**Task details:** Write out, from the entries below, exactly the lines that run between the lines holding "management for phrasehound." and "options, filters, worker", inclusive, and stop there.

**Data extracts:**
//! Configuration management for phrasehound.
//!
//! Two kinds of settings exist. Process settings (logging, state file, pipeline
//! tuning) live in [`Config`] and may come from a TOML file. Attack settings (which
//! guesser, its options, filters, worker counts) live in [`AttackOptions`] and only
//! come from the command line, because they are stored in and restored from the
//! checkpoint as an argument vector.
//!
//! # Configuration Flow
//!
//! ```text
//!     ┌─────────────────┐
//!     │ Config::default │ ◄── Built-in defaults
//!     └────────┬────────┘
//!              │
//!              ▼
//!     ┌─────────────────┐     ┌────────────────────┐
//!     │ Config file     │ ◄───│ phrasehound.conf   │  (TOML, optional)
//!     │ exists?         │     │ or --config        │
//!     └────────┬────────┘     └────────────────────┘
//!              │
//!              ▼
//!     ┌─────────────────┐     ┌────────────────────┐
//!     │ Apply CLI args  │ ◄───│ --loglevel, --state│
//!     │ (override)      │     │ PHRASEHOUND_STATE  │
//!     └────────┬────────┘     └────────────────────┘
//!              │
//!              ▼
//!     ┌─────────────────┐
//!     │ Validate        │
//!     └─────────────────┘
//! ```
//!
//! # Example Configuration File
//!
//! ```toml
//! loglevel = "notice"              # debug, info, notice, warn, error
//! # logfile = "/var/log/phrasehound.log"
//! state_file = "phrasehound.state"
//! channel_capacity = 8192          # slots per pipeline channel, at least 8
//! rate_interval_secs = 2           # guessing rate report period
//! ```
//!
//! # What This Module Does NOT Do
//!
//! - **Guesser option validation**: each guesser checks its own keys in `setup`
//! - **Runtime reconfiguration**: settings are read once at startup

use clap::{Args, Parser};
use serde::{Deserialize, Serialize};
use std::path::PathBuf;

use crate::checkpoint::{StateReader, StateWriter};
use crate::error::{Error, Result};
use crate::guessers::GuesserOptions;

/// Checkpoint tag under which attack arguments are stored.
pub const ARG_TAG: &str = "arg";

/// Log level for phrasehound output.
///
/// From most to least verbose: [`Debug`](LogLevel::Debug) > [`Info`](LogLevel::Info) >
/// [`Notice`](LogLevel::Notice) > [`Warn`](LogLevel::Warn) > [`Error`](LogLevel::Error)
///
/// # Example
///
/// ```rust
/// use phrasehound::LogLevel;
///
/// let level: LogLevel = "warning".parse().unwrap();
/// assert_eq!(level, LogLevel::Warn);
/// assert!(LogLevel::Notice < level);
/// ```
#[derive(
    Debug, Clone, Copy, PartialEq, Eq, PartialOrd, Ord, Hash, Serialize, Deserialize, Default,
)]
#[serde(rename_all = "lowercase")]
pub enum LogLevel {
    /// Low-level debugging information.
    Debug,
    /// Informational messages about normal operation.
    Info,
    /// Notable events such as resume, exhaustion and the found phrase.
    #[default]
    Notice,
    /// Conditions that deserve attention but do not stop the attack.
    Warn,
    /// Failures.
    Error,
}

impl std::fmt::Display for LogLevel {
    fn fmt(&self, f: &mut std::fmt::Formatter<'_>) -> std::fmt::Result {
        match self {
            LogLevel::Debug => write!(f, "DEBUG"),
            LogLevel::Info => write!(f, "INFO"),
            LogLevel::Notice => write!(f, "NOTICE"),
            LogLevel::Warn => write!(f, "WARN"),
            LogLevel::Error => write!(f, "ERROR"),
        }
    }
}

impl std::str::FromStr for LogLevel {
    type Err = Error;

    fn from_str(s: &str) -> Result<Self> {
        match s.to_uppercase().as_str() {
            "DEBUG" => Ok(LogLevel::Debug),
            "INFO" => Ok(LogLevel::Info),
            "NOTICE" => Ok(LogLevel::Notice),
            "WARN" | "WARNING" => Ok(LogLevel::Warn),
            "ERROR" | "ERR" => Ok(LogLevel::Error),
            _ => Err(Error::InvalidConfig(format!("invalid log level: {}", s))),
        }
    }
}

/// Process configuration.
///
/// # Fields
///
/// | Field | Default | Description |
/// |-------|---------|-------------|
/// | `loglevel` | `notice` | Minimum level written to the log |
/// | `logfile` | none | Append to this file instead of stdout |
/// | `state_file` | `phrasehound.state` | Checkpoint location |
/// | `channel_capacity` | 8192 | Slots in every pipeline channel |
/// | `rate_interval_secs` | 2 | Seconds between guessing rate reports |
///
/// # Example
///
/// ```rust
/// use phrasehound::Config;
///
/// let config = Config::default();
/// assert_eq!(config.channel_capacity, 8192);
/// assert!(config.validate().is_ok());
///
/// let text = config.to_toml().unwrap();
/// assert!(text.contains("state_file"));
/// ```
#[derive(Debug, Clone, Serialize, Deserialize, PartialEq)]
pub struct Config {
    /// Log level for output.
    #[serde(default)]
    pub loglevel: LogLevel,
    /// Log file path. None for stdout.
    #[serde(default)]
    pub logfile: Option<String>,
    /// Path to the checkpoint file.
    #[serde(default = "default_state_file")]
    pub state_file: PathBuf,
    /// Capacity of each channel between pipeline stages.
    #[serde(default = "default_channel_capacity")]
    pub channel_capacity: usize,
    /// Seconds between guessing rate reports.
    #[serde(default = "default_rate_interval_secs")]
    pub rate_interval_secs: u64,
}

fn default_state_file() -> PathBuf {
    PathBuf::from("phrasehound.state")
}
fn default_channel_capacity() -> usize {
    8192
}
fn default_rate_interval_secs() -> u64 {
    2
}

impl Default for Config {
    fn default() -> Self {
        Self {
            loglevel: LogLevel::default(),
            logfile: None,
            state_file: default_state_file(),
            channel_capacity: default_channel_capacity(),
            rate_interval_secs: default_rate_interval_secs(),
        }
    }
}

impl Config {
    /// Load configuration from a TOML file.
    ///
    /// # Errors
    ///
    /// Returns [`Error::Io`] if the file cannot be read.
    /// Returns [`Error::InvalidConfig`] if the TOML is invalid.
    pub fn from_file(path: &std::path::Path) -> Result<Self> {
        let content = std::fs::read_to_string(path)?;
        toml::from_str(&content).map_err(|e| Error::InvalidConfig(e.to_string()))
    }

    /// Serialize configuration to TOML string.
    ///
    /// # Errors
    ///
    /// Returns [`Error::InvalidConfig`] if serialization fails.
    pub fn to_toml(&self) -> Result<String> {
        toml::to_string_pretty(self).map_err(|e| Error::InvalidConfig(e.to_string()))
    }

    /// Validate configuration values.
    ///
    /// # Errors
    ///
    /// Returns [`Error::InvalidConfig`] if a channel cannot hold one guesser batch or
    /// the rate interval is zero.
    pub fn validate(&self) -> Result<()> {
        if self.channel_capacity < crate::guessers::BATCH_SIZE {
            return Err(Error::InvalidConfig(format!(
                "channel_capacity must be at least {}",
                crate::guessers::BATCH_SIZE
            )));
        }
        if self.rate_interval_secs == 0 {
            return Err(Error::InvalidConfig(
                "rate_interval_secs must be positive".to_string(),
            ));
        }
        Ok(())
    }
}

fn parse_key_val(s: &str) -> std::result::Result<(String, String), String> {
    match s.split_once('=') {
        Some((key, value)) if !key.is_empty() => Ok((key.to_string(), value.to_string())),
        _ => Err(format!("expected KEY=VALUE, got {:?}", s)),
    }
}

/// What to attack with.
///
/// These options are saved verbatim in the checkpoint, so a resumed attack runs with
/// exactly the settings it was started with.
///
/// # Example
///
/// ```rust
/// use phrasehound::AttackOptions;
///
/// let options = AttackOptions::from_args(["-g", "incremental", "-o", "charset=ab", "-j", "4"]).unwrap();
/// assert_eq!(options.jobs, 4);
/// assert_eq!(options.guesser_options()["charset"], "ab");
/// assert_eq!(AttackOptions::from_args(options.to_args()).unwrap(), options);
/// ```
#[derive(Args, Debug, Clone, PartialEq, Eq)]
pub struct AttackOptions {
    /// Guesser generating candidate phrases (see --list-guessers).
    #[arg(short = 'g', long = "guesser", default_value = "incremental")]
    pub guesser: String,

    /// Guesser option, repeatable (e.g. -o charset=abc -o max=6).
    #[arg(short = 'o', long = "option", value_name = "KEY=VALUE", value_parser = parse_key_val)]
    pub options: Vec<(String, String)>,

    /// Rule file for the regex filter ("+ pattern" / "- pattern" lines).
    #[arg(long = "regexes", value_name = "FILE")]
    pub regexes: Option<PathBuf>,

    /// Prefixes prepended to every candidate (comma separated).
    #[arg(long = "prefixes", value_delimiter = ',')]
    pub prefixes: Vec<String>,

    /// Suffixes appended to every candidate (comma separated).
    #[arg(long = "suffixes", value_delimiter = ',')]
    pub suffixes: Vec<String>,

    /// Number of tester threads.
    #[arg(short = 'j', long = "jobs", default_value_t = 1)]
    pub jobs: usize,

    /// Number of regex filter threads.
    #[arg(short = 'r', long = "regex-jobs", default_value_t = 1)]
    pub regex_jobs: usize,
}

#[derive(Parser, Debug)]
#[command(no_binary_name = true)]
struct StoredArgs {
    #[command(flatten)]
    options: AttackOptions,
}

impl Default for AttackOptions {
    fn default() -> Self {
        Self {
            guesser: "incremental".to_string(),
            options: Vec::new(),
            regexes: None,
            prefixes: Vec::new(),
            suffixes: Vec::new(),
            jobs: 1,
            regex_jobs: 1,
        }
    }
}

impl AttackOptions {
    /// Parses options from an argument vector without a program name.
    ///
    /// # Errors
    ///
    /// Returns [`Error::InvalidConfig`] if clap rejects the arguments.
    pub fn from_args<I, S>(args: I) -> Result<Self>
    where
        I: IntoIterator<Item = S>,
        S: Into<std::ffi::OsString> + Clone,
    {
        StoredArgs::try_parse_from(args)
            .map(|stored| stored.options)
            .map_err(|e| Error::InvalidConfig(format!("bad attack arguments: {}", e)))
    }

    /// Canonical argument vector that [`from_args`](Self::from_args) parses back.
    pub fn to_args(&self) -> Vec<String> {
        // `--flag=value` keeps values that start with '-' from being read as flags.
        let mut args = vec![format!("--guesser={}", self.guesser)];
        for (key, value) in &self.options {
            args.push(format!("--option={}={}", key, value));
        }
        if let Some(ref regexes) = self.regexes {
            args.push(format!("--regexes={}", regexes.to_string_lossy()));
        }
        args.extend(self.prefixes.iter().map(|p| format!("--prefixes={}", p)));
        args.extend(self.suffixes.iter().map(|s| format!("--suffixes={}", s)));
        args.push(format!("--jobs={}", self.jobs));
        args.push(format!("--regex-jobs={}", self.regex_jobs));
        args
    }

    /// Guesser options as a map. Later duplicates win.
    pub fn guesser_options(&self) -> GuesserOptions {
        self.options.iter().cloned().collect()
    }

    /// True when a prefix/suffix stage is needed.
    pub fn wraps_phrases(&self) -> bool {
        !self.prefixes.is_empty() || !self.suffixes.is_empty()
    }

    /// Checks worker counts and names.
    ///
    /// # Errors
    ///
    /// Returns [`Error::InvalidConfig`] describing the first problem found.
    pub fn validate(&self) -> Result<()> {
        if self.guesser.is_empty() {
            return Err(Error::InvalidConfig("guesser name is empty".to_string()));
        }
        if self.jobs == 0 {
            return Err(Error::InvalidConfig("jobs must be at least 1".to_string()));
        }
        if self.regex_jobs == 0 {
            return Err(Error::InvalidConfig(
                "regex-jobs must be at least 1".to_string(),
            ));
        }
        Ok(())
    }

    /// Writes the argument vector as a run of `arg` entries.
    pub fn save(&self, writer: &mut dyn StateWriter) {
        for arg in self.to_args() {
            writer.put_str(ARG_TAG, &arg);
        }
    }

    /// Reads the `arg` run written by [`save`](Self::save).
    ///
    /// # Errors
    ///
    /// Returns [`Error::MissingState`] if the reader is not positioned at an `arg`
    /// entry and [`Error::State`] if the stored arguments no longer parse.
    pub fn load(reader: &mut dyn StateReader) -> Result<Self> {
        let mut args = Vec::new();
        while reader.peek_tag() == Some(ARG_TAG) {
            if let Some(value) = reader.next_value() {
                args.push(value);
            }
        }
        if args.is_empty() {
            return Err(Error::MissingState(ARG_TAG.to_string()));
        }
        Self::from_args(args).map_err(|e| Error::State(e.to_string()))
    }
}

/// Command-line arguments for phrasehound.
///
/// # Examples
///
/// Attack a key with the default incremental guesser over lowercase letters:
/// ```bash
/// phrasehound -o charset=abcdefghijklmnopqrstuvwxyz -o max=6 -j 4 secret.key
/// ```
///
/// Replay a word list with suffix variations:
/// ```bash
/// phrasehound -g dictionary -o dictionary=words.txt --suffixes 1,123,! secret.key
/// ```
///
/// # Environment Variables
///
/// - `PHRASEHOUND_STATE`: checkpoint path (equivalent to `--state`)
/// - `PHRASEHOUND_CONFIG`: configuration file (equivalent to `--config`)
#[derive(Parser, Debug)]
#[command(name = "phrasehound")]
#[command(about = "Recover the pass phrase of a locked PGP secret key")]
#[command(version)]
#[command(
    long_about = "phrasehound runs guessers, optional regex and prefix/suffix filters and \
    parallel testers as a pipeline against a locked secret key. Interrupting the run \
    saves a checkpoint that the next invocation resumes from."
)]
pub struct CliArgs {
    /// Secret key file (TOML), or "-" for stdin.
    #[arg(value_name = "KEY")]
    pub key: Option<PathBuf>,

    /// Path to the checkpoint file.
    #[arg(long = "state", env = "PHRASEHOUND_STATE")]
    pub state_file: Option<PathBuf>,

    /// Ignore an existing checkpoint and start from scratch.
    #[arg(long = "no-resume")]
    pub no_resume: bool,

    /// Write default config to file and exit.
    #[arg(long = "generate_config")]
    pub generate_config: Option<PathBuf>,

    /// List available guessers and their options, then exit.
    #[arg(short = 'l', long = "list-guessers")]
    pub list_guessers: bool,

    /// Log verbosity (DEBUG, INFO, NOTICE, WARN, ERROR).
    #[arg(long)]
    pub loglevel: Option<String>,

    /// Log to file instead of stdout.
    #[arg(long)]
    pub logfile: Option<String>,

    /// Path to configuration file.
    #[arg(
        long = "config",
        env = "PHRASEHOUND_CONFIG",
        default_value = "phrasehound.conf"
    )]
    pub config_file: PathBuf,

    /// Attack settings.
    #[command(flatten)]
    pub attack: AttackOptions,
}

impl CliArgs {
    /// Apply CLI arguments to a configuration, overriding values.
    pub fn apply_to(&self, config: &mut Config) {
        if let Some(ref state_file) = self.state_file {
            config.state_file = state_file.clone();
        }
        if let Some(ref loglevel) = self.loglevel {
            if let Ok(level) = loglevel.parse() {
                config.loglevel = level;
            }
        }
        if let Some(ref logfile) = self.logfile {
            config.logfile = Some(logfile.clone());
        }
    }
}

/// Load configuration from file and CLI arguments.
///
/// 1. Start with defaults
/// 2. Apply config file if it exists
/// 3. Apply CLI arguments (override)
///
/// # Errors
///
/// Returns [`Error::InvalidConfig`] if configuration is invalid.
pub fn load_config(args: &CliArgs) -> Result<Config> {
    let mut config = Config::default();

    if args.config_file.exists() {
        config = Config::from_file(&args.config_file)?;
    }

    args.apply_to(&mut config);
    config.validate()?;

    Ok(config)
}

...

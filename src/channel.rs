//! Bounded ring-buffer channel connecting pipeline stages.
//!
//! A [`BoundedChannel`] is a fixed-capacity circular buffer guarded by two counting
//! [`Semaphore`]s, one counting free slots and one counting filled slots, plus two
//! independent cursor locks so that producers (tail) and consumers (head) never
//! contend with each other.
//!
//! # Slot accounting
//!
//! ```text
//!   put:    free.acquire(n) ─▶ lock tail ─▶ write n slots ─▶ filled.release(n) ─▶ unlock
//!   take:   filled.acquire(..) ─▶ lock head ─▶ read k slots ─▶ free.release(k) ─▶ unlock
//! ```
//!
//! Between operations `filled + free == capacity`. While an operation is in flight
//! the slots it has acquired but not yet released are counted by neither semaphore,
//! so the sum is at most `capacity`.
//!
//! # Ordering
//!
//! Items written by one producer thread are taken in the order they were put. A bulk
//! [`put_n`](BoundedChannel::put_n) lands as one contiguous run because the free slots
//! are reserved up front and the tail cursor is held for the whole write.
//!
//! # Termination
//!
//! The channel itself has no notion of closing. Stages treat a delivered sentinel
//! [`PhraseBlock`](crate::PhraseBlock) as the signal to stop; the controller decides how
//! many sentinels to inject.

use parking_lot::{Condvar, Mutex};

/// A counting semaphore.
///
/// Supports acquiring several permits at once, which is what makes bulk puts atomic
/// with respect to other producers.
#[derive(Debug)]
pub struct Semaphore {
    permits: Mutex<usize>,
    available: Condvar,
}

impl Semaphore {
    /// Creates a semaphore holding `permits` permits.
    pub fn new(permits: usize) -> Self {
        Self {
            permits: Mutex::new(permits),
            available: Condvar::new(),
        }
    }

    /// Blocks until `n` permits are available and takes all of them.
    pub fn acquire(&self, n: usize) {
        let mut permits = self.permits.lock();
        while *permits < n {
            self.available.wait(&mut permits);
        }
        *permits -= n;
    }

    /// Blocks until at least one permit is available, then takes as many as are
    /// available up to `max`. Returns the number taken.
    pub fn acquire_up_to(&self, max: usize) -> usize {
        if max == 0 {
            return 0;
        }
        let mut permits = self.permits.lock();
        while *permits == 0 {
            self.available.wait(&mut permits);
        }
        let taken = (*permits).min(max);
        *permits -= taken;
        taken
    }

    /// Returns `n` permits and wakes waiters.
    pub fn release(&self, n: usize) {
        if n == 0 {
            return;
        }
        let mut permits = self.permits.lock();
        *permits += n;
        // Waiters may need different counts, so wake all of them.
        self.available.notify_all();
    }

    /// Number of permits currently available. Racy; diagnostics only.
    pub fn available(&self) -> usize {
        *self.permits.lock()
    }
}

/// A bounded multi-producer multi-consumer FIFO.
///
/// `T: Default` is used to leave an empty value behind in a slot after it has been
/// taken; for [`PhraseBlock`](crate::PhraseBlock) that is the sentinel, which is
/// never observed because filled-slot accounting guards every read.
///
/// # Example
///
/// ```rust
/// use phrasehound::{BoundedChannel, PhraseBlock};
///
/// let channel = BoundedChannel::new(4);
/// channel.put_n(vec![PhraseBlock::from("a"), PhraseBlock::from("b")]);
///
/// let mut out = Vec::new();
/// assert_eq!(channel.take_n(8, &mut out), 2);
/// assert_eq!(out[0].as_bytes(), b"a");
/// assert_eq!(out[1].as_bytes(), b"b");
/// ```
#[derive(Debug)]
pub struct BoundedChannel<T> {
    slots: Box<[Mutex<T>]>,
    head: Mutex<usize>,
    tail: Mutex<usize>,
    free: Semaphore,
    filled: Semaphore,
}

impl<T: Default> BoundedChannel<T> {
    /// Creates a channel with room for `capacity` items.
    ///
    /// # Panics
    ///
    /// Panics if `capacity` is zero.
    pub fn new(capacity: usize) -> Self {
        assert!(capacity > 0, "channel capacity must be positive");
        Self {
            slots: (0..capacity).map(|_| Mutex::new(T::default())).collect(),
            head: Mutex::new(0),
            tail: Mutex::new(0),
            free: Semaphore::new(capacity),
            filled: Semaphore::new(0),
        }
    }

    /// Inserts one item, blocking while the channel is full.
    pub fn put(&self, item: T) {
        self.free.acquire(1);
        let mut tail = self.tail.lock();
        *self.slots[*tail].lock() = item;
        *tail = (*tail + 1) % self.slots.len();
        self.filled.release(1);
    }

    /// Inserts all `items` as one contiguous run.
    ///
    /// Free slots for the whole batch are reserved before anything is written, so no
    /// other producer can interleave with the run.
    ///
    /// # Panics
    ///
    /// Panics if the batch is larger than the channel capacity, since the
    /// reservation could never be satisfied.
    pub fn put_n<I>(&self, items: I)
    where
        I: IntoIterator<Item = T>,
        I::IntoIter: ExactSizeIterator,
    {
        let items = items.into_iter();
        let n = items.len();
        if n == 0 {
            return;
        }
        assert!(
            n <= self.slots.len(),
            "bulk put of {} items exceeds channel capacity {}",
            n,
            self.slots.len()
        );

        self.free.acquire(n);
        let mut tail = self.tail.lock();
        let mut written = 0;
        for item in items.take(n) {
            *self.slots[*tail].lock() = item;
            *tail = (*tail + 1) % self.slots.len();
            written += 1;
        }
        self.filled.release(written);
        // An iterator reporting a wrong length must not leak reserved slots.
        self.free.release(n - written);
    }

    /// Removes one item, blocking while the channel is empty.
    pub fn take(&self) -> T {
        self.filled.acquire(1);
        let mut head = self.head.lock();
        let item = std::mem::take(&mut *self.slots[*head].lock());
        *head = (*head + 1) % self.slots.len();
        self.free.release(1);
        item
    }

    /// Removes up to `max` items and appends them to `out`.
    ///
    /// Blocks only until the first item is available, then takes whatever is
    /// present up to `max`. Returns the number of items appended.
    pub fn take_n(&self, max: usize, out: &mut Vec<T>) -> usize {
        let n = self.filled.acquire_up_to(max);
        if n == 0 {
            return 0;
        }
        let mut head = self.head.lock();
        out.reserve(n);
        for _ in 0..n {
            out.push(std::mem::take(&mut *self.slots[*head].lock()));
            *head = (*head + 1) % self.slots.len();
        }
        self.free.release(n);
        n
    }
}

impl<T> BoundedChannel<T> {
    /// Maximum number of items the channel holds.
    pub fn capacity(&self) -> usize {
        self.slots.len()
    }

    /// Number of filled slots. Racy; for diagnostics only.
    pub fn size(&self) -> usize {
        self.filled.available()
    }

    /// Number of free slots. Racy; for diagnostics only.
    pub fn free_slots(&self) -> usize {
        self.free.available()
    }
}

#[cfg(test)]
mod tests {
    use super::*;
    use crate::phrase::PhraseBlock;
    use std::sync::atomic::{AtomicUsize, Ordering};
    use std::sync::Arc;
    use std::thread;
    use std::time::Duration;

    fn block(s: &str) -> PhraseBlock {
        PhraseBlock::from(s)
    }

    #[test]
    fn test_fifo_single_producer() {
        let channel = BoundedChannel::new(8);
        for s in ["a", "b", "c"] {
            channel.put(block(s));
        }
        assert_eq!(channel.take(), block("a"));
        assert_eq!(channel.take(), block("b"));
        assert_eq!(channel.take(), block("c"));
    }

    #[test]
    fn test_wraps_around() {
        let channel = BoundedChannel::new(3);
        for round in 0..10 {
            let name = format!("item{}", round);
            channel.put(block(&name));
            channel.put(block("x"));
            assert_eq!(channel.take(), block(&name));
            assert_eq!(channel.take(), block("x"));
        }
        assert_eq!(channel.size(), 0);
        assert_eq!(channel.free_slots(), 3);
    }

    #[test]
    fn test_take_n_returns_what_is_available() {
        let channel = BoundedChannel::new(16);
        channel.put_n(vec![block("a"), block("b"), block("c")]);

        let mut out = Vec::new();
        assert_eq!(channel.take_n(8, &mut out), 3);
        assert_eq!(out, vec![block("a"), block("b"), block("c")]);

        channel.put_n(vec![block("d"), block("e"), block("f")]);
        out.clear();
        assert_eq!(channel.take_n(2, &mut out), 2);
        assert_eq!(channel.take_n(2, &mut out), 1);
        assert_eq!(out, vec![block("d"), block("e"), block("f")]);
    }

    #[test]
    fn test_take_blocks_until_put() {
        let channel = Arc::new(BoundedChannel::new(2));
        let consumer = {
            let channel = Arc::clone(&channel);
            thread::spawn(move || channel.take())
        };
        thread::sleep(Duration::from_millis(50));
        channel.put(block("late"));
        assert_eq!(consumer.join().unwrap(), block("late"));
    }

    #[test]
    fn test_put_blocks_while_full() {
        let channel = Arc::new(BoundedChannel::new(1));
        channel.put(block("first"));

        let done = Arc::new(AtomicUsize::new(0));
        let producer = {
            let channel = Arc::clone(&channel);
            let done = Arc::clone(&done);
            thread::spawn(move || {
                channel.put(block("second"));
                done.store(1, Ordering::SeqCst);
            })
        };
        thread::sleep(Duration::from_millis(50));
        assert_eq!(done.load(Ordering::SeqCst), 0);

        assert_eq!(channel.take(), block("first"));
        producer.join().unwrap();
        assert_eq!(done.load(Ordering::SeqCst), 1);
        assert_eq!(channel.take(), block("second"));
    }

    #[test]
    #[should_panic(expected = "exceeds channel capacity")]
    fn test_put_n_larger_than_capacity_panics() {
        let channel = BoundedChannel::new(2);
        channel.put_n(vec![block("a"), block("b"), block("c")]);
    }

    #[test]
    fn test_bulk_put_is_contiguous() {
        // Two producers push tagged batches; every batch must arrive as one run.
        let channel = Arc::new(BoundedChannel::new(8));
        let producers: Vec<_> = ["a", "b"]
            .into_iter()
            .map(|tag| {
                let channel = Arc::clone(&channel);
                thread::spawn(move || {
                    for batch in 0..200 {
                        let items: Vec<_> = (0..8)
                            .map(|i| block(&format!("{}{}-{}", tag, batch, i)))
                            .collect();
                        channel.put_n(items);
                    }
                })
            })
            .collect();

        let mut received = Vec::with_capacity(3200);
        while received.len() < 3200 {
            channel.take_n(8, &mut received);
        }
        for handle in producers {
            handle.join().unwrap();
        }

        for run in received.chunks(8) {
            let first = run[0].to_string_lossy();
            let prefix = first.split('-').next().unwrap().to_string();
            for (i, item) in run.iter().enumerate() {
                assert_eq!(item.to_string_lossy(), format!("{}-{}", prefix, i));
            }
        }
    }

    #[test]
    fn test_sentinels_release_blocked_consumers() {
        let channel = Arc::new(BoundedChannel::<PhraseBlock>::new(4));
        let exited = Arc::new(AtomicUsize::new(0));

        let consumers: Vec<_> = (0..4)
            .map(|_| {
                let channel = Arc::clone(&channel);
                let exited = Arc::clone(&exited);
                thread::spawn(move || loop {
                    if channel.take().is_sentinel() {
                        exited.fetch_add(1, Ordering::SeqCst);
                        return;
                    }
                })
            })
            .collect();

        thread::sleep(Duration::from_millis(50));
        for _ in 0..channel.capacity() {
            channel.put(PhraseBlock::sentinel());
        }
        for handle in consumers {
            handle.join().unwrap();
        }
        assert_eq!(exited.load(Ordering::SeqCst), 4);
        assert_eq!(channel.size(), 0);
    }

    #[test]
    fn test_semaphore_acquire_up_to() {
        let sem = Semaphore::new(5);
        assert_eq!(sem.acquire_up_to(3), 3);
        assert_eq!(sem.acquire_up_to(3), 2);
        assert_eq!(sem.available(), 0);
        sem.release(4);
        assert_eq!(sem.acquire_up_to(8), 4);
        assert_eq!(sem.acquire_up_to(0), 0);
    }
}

**Written reply:**
//! Configuration management for phrasehound.
//!
//! Two kinds of settings exist. Process settings (logging, state file, pipeline
//! tuning) live in [`Config`] and may come from a TOML file. Attack settings (which
//! guesser, its options, filters, worker counts) live in [`AttackOptions`] and only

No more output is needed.